-
Notifications
You must be signed in to change notification settings - Fork 16
Description
Description
Currently, CNCF AI Conformance evidence collection requires two separate steps:
aicr validate --phase conformance --evidence-dir ./evidence— structural validation./docs/conformance/cncf/collect-evidence.sh all— behavioral tests
The behavioral tests (DRA GPU allocation, gang scheduling co-scheduling, HPA autoscaling with gpu-burn, device isolation) deploy actual workloads and verify end-to-end functionality. These can't be covered by structural validation alone.
Current Status
Integrating into the validate command is the goal. I'm keeping them separate for now because the evidence tests (deploying GPU workloads, running GPU intensive workloads, waiting for HPA scaling and metric propagation) are not yet robust enough and could break or block aicr validate.

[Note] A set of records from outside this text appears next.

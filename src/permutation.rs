// Copyright (C) 2023 Dheatly23
//
// This program is free software: you can redistribute it and/or modify
// it under the terms of the GNU Lesser General Public License as published by
// the Free Software Foundation, either version 3 of the License, or
// (at your option) any later version.
//
// This program is distributed in the hope that it will be useful,
// but WITHOUT ANY WARRANTY; without even the implied warranty of
// MERCHANTABILITY or FITNESS FOR A PARTICULAR PURPOSE.  See the
// GNU Lesser General Public License for more details.
//
// You should have received a copy of the GNU Lesser General Public License
// along with this program.  If not, see <https://www.gnu.org/licenses/>.

use std::collections::BTreeMap;

use rand::prelude::*;
use rand_xoshiro::Xoshiro256StarStar;
use sha2::{Digest, Sha256};

use crate::error::{Error, Result};
use crate::grid::Grid;

/// Bijection on block indices.
///
/// `self[g]` is the original block index whose content sits at
/// scrambled index `g`.
#[derive(Debug, Clone, PartialEq, Eq)]
pub struct Permutation(Vec<usize>);

impl Permutation {
    pub fn identity(n: usize) -> Self {
        Self((0..n).collect())
    }

    /// Uniformly random permutation of `[0, n)`.
    pub fn random<R: Rng + ?Sized>(n: usize, random: &mut R) -> Self {
        let mut indices: Vec<_> = (0..n).collect();
        indices.shuffle(random);
        Self(indices)
    }

    /// Uniformly random permutation that only swaps blocks of equal size.
    ///
    /// Ragged edge blocks are exchanged among themselves, so every block
    /// fits exactly into the slot it lands in.
    pub fn random_for_grid<R: Rng + ?Sized>(grid: &Grid, random: &mut R) -> Self {
        let mut classes = <BTreeMap<(usize, usize), Vec<usize>>>::new();
        for (g, r) in grid.rects().enumerate() {
            classes.entry(r.size()).or_default().push(g);
        }

        let mut indices = vec![0; grid.len()];
        for slots in classes.values() {
            let mut sources = slots.clone();
            sources.shuffle(random);
            for (&slot, src) in slots.iter().zip(sources) {
                indices[slot] = src;
            }
        }
        Self(indices)
    }

    pub fn len(&self) -> usize {
        self.0.len()
    }

    pub fn is_empty(&self) -> bool {
        self.0.is_empty()
    }

    pub fn as_slice(&self) -> &[usize] {
        &self.0
    }

    pub fn iter(&self) -> std::slice::Iter<'_, usize> {
        self.0.iter()
    }

    pub fn into_inner(self) -> Vec<usize> {
        self.0
    }

    /// Inverse mapping: `inv[original] = scrambled`.
    pub fn inverse(&self) -> Self {
        let mut inv = vec![0; self.0.len()];
        for (g, &src) in self.0.iter().enumerate() {
            inv[src] = g;
        }
        Self(inv)
    }
}

impl TryFrom<Vec<usize>> for Permutation {
    type Error = Error;

    fn try_from(indices: Vec<usize>) -> Result<Self> {
        let mut seen = vec![false; indices.len()];
        for (index, &value) in indices.iter().enumerate() {
            if value >= seen.len() || std::mem::replace(&mut seen[value], true) {
                return Err(Error::KeyCorrupt { index, value });
            }
        }
        Ok(Self(indices))
    }
}

impl std::ops::Index<usize> for Permutation {
    type Output = usize;

    fn index(&self, g: usize) -> &usize {
        &self.0[g]
    }
}

/// Random source for scrambling.
///
/// With a seed the generator is keyed by the SHA-256 of it and fully
/// reproducible, otherwise it is seeded from OS entropy.
pub fn seeded_rng(seed: Option<&str>) -> Xoshiro256StarStar {
    match seed {
        Some(seed) => {
            let mut hasher = Sha256::new();
            hasher.update(seed);
            Xoshiro256StarStar::from_seed(hasher.finalize().into())
        }
        None => Xoshiro256StarStar::from_entropy(),
    }
}
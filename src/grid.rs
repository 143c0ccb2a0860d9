// Copyright (C) 2023 Dheatly23
//
// This program is free software: you can redistribute it and/or modify
// it under the terms of the GNU Lesser General Public License as published by
// the Free Software Foundation, either version 3 of the License, or
// (at your option) any later version.
//
// This program is distributed in the hope that it will be useful,
// but WITHOUT ANY WARRANTY; without even the implied warranty of
// MERCHANTABILITY or FITNESS FOR A PARTICULAR PURPOSE.  See the
// GNU Lesser General Public License for more details.
//
// You should have received a copy of the GNU Lesser General Public License
// along with this program.  If not, see <https://www.gnu.org/licenses/>.

use crate::error::{Error, Result};

/// Half-open pixel rectangle `[left, right) x [top, bottom)`.
#[derive(Debug, Clone, Copy, PartialEq, Eq, Hash)]
pub struct Rect {
    pub left: usize,
    pub top: usize,
    pub right: usize,
    pub bottom: usize,
}

impl Rect {
    #[inline]
    pub fn width(&self) -> usize {
        self.right - self.left
    }

    #[inline]
    pub fn height(&self) -> usize {
        self.bottom - self.top
    }

    /// Size as `(height, width)`, the order of the array axes.
    #[inline]
    pub fn size(&self) -> (usize, usize) {
        (self.height(), self.width())
    }
}

/// Row-major grid of square blocks covering a `width x height` buffer.
///
/// The last column and last row may be clipped to the buffer edge.
/// A grid is always recomputed from its inputs and never stored.
#[derive(Debug, Clone, Copy, PartialEq, Eq)]
pub struct Grid {
    width: usize,
    height: usize,
    block_size: usize,
    cols: usize,
    rows: usize,
}

impl Grid {
    pub fn new(width: usize, height: usize, block_size: usize) -> Result<Self> {
        if block_size == 0 {
            return Err(Error::InvalidBlockSize(block_size));
        }
        if width == 0 || height == 0 {
            return Err(Error::InvalidDimensions(format!(
                "{width}x{height} buffer is empty"
            )));
        }

        let (cols, rows) = (width.div_ceil(block_size), height.div_ceil(block_size));
        if cols.checked_mul(rows).is_none() {
            return Err(Error::InvalidDimensions(format!(
                "{cols}x{rows} blocks is too many"
            )));
        }

        Ok(Self {
            width,
            height,
            block_size,
            cols,
            rows,
        })
    }

    /// Grid for an array shape. Axis 0 is height, axis 1 is width.
    pub fn for_shape(shape: &[usize], block_size: usize) -> Result<Self> {
        if block_size == 0 {
            return Err(Error::InvalidBlockSize(block_size));
        }
        match shape {
            [h, w, ..] => Self::new(*w, *h, block_size),
            _ => Err(Error::InvalidDimensions(format!(
                "array needs at least 2 axes, got {}",
                shape.len()
            ))),
        }
    }

    pub fn width(&self) -> usize {
        self.width
    }

    pub fn height(&self) -> usize {
        self.height
    }

    pub fn block_size(&self) -> usize {
        self.block_size
    }

    pub fn cols(&self) -> usize {
        self.cols
    }

    pub fn rows(&self) -> usize {
        self.rows
    }

    /// Block count.
    pub fn len(&self) -> usize {
        self.cols * self.rows
    }

    pub fn is_empty(&self) -> bool {
        self.len() == 0
    }

    /// Clipped rectangle of linear index `g`, or `None` if out of range.
    pub fn rect(&self, g: usize) -> Option<Rect> {
        if g >= self.len() {
            return None;
        }

        let (row, col) = (g / self.cols, g % self.cols);
        let bs = self.block_size;
        Some(Rect {
            left: col * bs,
            top: row * bs,
            right: (col * bs).saturating_add(bs).min(self.width),
            bottom: (row * bs).saturating_add(bs).min(self.height),
        })
    }

    /// All rectangles in linear index order.
    pub fn rects(&self) -> impl Iterator<Item = Rect> + Clone + '_ {
        (0..self.len()).filter_map(|g| self.rect(g))
    }
}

Once the tests are cleaned up and streamlined, we'll integrate them into aicr validate --phase conformance so a single command collects all evidence.
Current Workflow
Documented in docs/conformance/cncf/README.md:
# Step 1: Structural validation evidence
aicr validate -r recipe.yaml --phase conformance --evidence-dir ./evidence
# Step 2: Behavioral test evidence
./docs/conformance/cncf/collect-evidence.sh allProposal
Integrate behavioral tests into aicr validate --phase conformance so a single command collects all evidence:
aicr validate -r recipe.yaml \
--phase conformance \
--evidence-dir ./evidence \
--behavioral-tests # new flag to run workload-based testsConsiderations
- Behavioral tests are long-running (HPA test takes ~5 minutes for gpu-burn + metric propagation)
- They deploy and clean up workloads (test namespaces, pods, HPAs)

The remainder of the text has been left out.